§ **DESCRIPTION OF THE TASK**
Pick out each line of the records that includes the string "None", and copy it.

BEGIN

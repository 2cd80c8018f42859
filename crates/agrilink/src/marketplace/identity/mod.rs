//! Actor identity: registration, login, and opaque session tokens.

pub mod domain;
pub(crate) mod password;
pub mod repository;
pub mod router;
pub mod service;

pub use domain::{Actor, NewUser, Session, SessionToken, User, UserId, UserRole, UserView};
pub use repository::{NewUserRecord, SessionStore, UserRepository};
pub use router::identity_router;
pub use service::{ActorResolver, IdentityError, IdentityService};
use std::env;
use std::fmt;
use std::net::{IpAddr, SocketAddr};

/// Distinguishes runtime behavior for different stages of the service.
#[derive(Debug, Clone, Copy, PartialEq, Eq)]
pub enum AppEnvironment {
    Development,
    Test,
    Production,
}

impl AppEnvironment {
    fn from_str(value: &str) -> Self {
        match value.trim().to_ascii_lowercase().as_str() {
            "prod" | "production" => Self::Production,
            "test" | "ci" => Self::Test,
            _ => Self::Development,
        }
    }
}

/// Top-level configuration for the application.
#[derive(Debug, Clone)]
pub struct AppConfig {
    pub environment: AppEnvironment,
    pub server: ServerConfig,
    pub telemetry: TelemetryConfig,
    pub admin: AdminConfig,
}

impl AppConfig {
    pub fn load() -> Result<Self, ConfigError> {
        dotenvy::dotenv().ok();

        let environment = AppEnvironment::from_str(
            &env::var("APP_ENV").unwrap_or_else(|_| "development".to_string()),
        );

        let host = env::var("APP_HOST").unwrap_or_else(|_| "127.0.0.1".to_string());
        let port = env::var("APP_PORT")
            .unwrap_or_else(|_| "3001".to_string())
            .parse::<u16>()
            .map_err(|_| ConfigError::InvalidPort)?;

        let log_level = env::var("APP_LOG_LEVEL").unwrap_or_else(|_| "info".to_string());

        let admin_username = env::var("ADMIN_USERNAME").unwrap_or_else(|_| "admin".to_string());
        let admin_password = env::var("ADMIN_PASSWORD").unwrap_or_else(|_| "admin123".to_string());
        if admin_username.trim().is_empty() || admin_password.is_empty() {
            return Err(ConfigError::BlankAdminCredentials);
        }

        Ok(Self {
            environment,
            server: ServerConfig { host, port },
            telemetry: TelemetryConfig { log_level },
            admin: AdminConfig {
                username: admin_username,
                password: admin_password,
            },
        })
    }
}

/// Settings controlling the HTTP server binding.
#[derive(Debug, Clone)]
pub struct ServerConfig {
    pub host: String,
    pub port: u16,
}

impl ServerConfig {
    pub fn socket_addr(&self) -> Result<SocketAddr, ConfigError> {
        if self.host.eq_ignore_ascii_case("localhost") {
            return Ok(SocketAddr::new(IpAddr::from([127, 0, 0, 1]), self.port));
        }

        let ip: IpAddr = self
            .host
            .parse()
            .map_err(|source| ConfigError::InvalidHost { source })?;

        Ok(SocketAddr::new(ip, self.port))
    }
}

/// Tracing and metrics controls.
#[derive(Debug, Clone)]
pub struct TelemetryConfig {
    pub log_level: String,
}

/// Audit-interface credentials. The password is hashed at startup; only the
/// hash is retained by the admin service.
#[derive(Debug, Clone)]
pub struct AdminConfig {
    pub username: String,
    pub password: String,
}

#[derive(Debug)]
pub enum ConfigError {
    InvalidPort,
    InvalidHost { source: std::net::AddrParseError },
    BlankAdminCredentials,
}

impl fmt::Display for ConfigError {
    fn fmt(&self, f: &mut fmt::Formatter<'_>) -> fmt::Result {
        match self {
            ConfigError::InvalidPort => write!(f, "APP_PORT must be a valid u16"),
            ConfigError::InvalidHost { .. } => {
                write!(f, "APP_HOST must parse to an IPv4 or IPv6 address")
            }
            ConfigError::BlankAdminCredentials => {
                write!(f, "ADMIN_USERNAME and ADMIN_PASSWORD must not be blank")
            }
        }
    }
}

impl std::error::Error for ConfigError {
    fn source(&self) -> Option<&(dyn std::error::Error + 'static)> {
        match self {
            ConfigError::InvalidPort => None,
            ConfigError::InvalidHost { source } => Some(source),
            ConfigError::BlankAdminCredentials => None,
        }
    }
}

#[cfg(test)]
mod tests {
    use super::*;
    use std::env;
    use std::sync::{Mutex, OnceLock};

    fn env_guard() -> &'static Mutex<()> {
        static GUARD: OnceLock<Mutex<()>> = OnceLock::new();
        GUARD.get_or_init(|| Mutex::new(()))
    }

    fn reset_env() {
        env::remove_var("APP_ENV");
        env::remove_var("APP_HOST");
        env::remove_var("APP_PORT");
        env::remove_var("APP_LOG_LEVEL");
        env::remove_var("ADMIN_USERNAME");
        env::remove_var("ADMIN_PASSWORD");
    }

    #[test]
    fn load_uses_defaults_when_env_missing() {
        let _lock = env_guard().lock().expect("env mutex poisoned");
        reset_env();
        let config = AppConfig::load().expect("config loads with defaults");
        assert_eq!(config.environment, AppEnvironment::Development);
        assert_eq!(config.server.host, "127.0.0.1");
        assert_eq!(config.server.port, 3001);
        assert_eq!(config.telemetry.log_level, "info");
        assert_eq!(config.admin.username, "admin");
    }

    #[test]
    fn accepts_localhost_host() {
        let _lock = env_guard().lock().expect("env mutex poisoned");
        reset_env();
        env::set_var("APP_HOST", "localhost");
        let config = AppConfig::load().expect("config loads");
        let addr = config.server.socket_addr().expect("localhost resolves");
        assert_eq!(addr, SocketAddr::new(IpAddr::from([127, 0, 0, 1]), 3001));
        env::remove_var("APP_HOST");
    }

    #[test]
    fn rejects_blank_admin_username() {
        let _lock = env_guard().lock().expect("env mutex poisoned");
        reset_env();
        env::set_var("ADMIN_USERNAME", "  ");
        let err = AppConfig::load().expect_err("blank admin username rejected");
        assert!(matches!(err, ConfigError::BlankAdminCredentials));
        env::remove_var("ADMIN_USERNAME");
    }
}
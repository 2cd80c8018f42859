use std::sync::Arc;

use axum::{
    extract::State,
    http::{header, HeaderMap, StatusCode},
    response::{IntoResponse, Response},
    routing::{get, post},
    Router,
};
use serde::Deserialize;
use serde_json::json;

use super::domain::{Actor, NewUser, SessionToken, UserRole};
use super::repository::{SessionStore, UserRepository};
use super::service::{ActorResolver, IdentityError, IdentityService};

/// Router builder exposing registration, login, and session endpoints.
pub fn identity_router<U, S>(service: Arc<IdentityService<U, S>>) -> Router
where
    U: UserRepository + 'static,
    S: SessionStore + 'static,
{
    Router::new()
        .route("/api/v1/auth/register", post(register_handler::<U, S>))
        .route("/api/v1/auth/login", post(login_handler::<U, S>))
        .route("/api/v1/auth/logout", post(logout_handler::<U, S>))
        .route("/api/v1/auth/me", get(me_handler::<U, S>))
        .with_state(service)
}

#[derive(Debug, Deserialize)]
pub(crate) struct LoginRequest {
    pub(crate) email: String,
    pub(crate) password: String,
    pub(crate) role: UserRole,
}

pub(crate) async fn register_handler<U, S>(
    State(service): State<Arc<IdentityService<U, S>>>,
    axum::Json(registration): axum::Json<NewUser>,
) -> Response
where
    U: UserRepository + 'static,
    S: SessionStore + 'static,
{
    match service.register(registration) {
        Ok(user) => (StatusCode::CREATED, axum::Json(user.view())).into_response(),
        Err(err) => identity_error_response(err),
    }
}

pub(crate) async fn login_handler<U, S>(
    State(service): State<Arc<IdentityService<U, S>>>,
    axum::Json(request): axum::Json<LoginRequest>,
) -> Response
where
    U: UserRepository + 'static,
    S: SessionStore + 'static,
{
    match service.login(&request.email, &request.password, request.role) {
        Ok((user, token)) => {
            let payload = json!({
                "token": token,
                "user": user.view(),
            });
            (StatusCode::OK, axum::Json(payload)).into_response()
        }
        Err(err) => identity_error_response(err),
    }
}

pub(crate) async fn logout_handler<U, S>(
    State(service): State<Arc<IdentityService<U, S>>>,
    headers: HeaderMap,
) -> Response
where
    U: UserRepository + 'static,
    S: SessionStore + 'static,
{
    let Some(token) = bearer_token(&headers) else {
        return unauthorized_response();
    };
    match service.logout(&SessionToken(token.to_string())) {
        Ok(()) => StatusCode::NO_CONTENT.into_response(),
        Err(err) => identity_error_response(err),
    }
}

pub(crate) async fn me_handler<U, S>(
    State(service): State<Arc<IdentityService<U, S>>>,
    headers: HeaderMap,
) -> Response
where
    U: UserRepository + 'static,
    S: SessionStore + 'static,
{
    let Some(token) = bearer_token(&headers) else {
        return unauthorized_response();
    };
    match service.current_user(&SessionToken(token.to_string())) {
        Ok(Some(user)) => (StatusCode::OK, axum::Json(user.view())).into_response(),
        Ok(None) => unauthorized_response(),
        Err(err) => identity_error_response(err),
    }
}

fn identity_error_response(err: IdentityError) -> Response {
    let status = match &err {
        IdentityError::DuplicateEmail => StatusCode::CONFLICT,
        IdentityError::InvalidCredentials | IdentityError::RoleMismatch => {
            StatusCode::UNAUTHORIZED
        }
        IdentityError::MissingField { .. } => StatusCode::BAD_REQUEST,
        IdentityError::Hashing(_) | IdentityError::Repository(_) => {
            StatusCode::INTERNAL_SERVER_ERROR
        }
    };
    let payload = json!({ "error": err.to_string() });
    (status, axum::Json(payload)).into_response()
}

pub(crate) fn bearer_token(headers: &HeaderMap) -> Option<&str> {
    headers
        .get(header::AUTHORIZATION)?
        .to_str()
        .ok()?
        .strip_prefix("Bearer ")
}

pub(crate) fn unauthorized_response() -> Response {
    let payload = json!({ "error": "authentication required" });
    (StatusCode::UNAUTHORIZED, axum::Json(payload)).into_response()
}

/// Resolve the bearer token on a protected route, or produce the error
/// response the handler should return as-is.
pub(crate) fn require_actor<R>(actors: &R, headers: &HeaderMap) -> Result<Actor, Response>
where
    R: ActorResolver + ?Sized,
{
    let Some(token) = bearer_token(headers) else {
        return Err(unauthorized_response());
    };
    match actors.resolve_actor(token) {
        Ok(Some(actor)) => Ok(actor),
        Ok(None) => Err(unauthorized_response()),
        Err(err) => {
            let payload = json!({ "error": err.to_string() });
            Err((StatusCode::INTERNAL_SERVER_ERROR, axum::Json(payload)).into_response())
        }
    }
}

END

§ **ANSWER SPACE**
            ConfigError::InvalidPort => None,
            ConfigError::BlankAdminCredentials => None,
        Ok(None) => unauthorized_response(),
        Ok(None) => Err(unauthorized_response()),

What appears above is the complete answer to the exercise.